Jeanne D'Albret - Queen of Navarre

Queen of Navarre

On 25 May 1555, Henry II of Navarre died, at which time Jeanne and her husband became joint rulers of Navarre. On 18 August 1555 at Pau, Jeanne and Antoine were crowned in a joint ceremony according to the rites of the Roman Catholic Church. The previous month, a coronation coin commemorating the new reign had been minted. It was inscribed in Latin with the following words: Antonius et Johanna Dei gratia reges Navarrae Domini Bearni. From her mother Marguerite (who had died in 1549), Jeanne had inherited her strong leanings towards religious reform, humanist thinking, and individual liberty. This legacy was influential in her decision to convert to Calvinism. In the first year of her reign, Queen Regnant Jeanne III called a conference of beleaguered Huguenot ministers. She later declared Calvinism the official religion of her kingdom after publicly embracing the teachings of John Calvin on Christmas Day 1560. This conversion made her the highest-ranking Protestant in France. It also designated her as an enemy of the Counter Reformation.

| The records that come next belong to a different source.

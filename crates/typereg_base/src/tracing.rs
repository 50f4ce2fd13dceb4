use std::fs::OpenOptions;
use std::path::PathBuf;
use std::sync::Mutex;

use tracing_error::ErrorLayer;
use tracing_subscriber::EnvFilter;
use tracing_subscriber::Layer;
use tracing_subscriber::Registry;
use tracing_subscriber::layer::SubscriberExt;
use tracing_subscriber::util::SubscriberInitExt;

use crate::error::{ErrorKind, TypeRegError, TypeRegResult};

pub use tracing::instrument;
pub use tracing::{debug, error, info, trace, warn};

/// Output format of the log lines.
#[derive(Debug, Clone, Copy, PartialEq, Eq, Default)]
pub enum LogFormat {
    #[default]
    Full,
    Compact,
    Pretty,
    Json,
}

impl LogFormat {
    /// Parse a format name, case-insensitively.
    pub fn parse(name: &str) -> Option<Self> {
        match name.to_ascii_lowercase().as_str() {
            "full" => Some(Self::Full),
            "compact" => Some(Self::Compact),
            "pretty" => Some(Self::Pretty),
            "json" => Some(Self::Json),
            _ => None,
        }
    }
}

/// Where and how log output is written.
#[derive(Debug, Clone)]
pub struct LogConfig {
    /// Log file to append to. Logs go to stdout when unset.
    pub file: Option<PathBuf>,
    /// Filter directive, e.g. `info` or `typereg_engine=debug,info`.
    pub level: String,
    pub format: LogFormat,
}

impl Default for LogConfig {
    fn default() -> Self {
        Self {
            file: None,
            level: "info".to_string(),
            format: LogFormat::Full,
        }
    }
}

/// Build the filter for the given config. `RUST_LOG` wins over the configured level.
fn build_filter(config: &LogConfig) -> TypeRegResult<EnvFilter> {
    if let Ok(filter) = EnvFilter::try_from_default_env() {
        return Ok(filter);
    }
    EnvFilter::try_new(&config.level).map_err(|e| {
        Box::new(TypeRegError::new(ErrorKind::Config {
            key: "log_level".to_string(),
            message: e.to_string(),
        }))
    })
}

fn format_layer<W>(format: LogFormat, writer: W) -> Box<dyn Layer<Registry> + Send + Sync>
where
    W: for<'w> tracing_subscriber::fmt::MakeWriter<'w> + Send + Sync + 'static,
{
    let layer = tracing_subscriber::fmt::layer().with_writer(writer);
    match format {
        LogFormat::Full => layer.boxed(),
        LogFormat::Compact => layer.compact().boxed(),
        LogFormat::Pretty => layer.pretty().boxed(),
        LogFormat::Json => layer.json().boxed(),
    }
}

/// Install the global tracing subscriber.
pub fn init_tracing(config: &LogConfig) -> TypeRegResult<()> {
    let filter = build_filter(config)?;
    let fmt_layer = match &config.file {
        Some(path) => {
            let file = OpenOptions::new()
                .create(true)
                .append(true)
                .open(path)
                .map_err(|source| {
                    Box::new(TypeRegError::new(ErrorKind::FileError {
                        path: path.clone(),
                        source,
                    }))
                })?;
            format_layer(config.format, Mutex::new(file))
        }
        None => format_layer(config.format, std::io::stdout),
    };

    tracing_subscriber::registry()
        .with(fmt_layer)
        .with(filter)
        .with(ErrorLayer::default())
        .try_init()
        .map_err(|e| {
            Box::new(TypeRegError::message(format!(
                "Failed to install tracing subscriber: {}",
                e
            )))
        })?;
    Ok(())
}

#[cfg(test)]
mod tests {
    use super::*;

    #[test]
    fn test_log_format_parse() {
        assert_eq!(LogFormat::parse("json"), Some(LogFormat::Json));
        assert_eq!(LogFormat::parse("Compact"), Some(LogFormat::Compact));
        assert_eq!(LogFormat::parse("FULL"), Some(LogFormat::Full));
        assert_eq!(LogFormat::parse("xml"), None);
    }

    #[test]
    fn test_default_log_config() {
        let config = LogConfig::default();
        assert!(config.file.is_none());
        assert_eq!(config.level, "info");
        assert_eq!(config.format, LogFormat::Full);
    }
}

Following the imposition of Calvinism in her kingdom, priests and nuns were banished, Catholic churches destroyed, and Catholic ritual prohibited. She commissioned the translation of the New Testament into Basque and BĂ©arnese for the benefit of her subjects.

She was described as "small of stature, frail but erect", her face was narrow, her light-coloured eyes, cold and unmoving, and her lips thin. She was highly intelligent, but austere and self-righteous. Her speech was sharply sarcastic and vehement. Agrippa d' Aubigne, the Huguenot chronicler described Jeanne as having "a mind powerful enough to guide the highest affairs".

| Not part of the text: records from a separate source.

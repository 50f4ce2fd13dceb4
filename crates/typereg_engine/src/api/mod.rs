/* 📖 # Why an API module in typereg_engine?

The api module turns the format cache into HTTP endpoints. ApiService implements the
HttpService trait from typereg_base, so the same service runs behind RealPal in
production and behind MockPal in tests.
*/

mod service;

pub use service::{ApiService, ServiceInfo};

In addition to her religious reforms, Jeanne immediately went to work reorganising her kingdom; making long-lasting reforms to the economic and judicial systems of her domains.

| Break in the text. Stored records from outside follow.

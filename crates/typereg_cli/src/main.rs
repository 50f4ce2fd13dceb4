/* 📖 # Why is the CLI minimal and hardcoded?

There are no command line arguments. Everything is configured through
`conf/settings.toml`, `conf/.secrets.toml` and `TYPEREG_*` environment variables,
resolved relative to the current directory.

1. Load settings
2. Initialize logging as configured
3. Fetch the format document and start serving
4. Serve until the process is stopped

Exit codes:
- 1: Error (invalid settings, logging setup failed, format document unavailable, port in use)
*/

use std::collections::HashMap;
use std::env;
use std::process;
use std::thread;
use std::time::Duration;

use typereg_base::tracing::{error, info, init_tracing};
use typereg_base::{PalHandle, RealPal};
use typereg_engine::{load_settings, start_service};

fn main() {
    let current_dir = env::current_dir().unwrap_or_else(|e| {
        eprintln!("Error: Failed to get current directory: {}", e);
        process::exit(1);
    });
    let pal = PalHandle::new(RealPal::new(current_dir));
    let environment: HashMap<String, String> = env::vars().collect();

    let settings = match load_settings(&*pal, &environment) {
        Ok(settings) => settings,
        Err(e) => {
            eprintln!("Error: Failed to load settings: {}", e);
            process::exit(1);
        }
    };

    if let Err(e) = init_tracing(&settings.log) {
        eprintln!("Error: Failed to initialize logging: {}", e);
        process::exit(1);
    }
    info!(?settings, "settings loaded");

    let running = match start_service(pal, &settings, env!("CARGO_PKG_VERSION")) {
        Ok(running) => running,
        Err(e) => {
            error!(error = ?e, "service failed to start");
            eprintln!("Error: {}", e);
            process::exit(1);
        }
    };

    while !running.handle.is_shutdown() {
        thread::sleep(Duration::from_secs(1));
    }
}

In 1561, the Queen Mother Catherine de' Medici, in her role as regent for her son King Charles IX, appointed Antoine Lieutenant General of France. Jeanne and Catherine had come into contact with one another at Court in the latter years of Francis I's reign and shortly after King Henry II's ascension to the French throne when Catherine attained the rank of queen consort. Mark Strage suggested that Jeanne was one of Catherine's main detractors, contemptuously referring to her as the "Florentine grocer's daughter".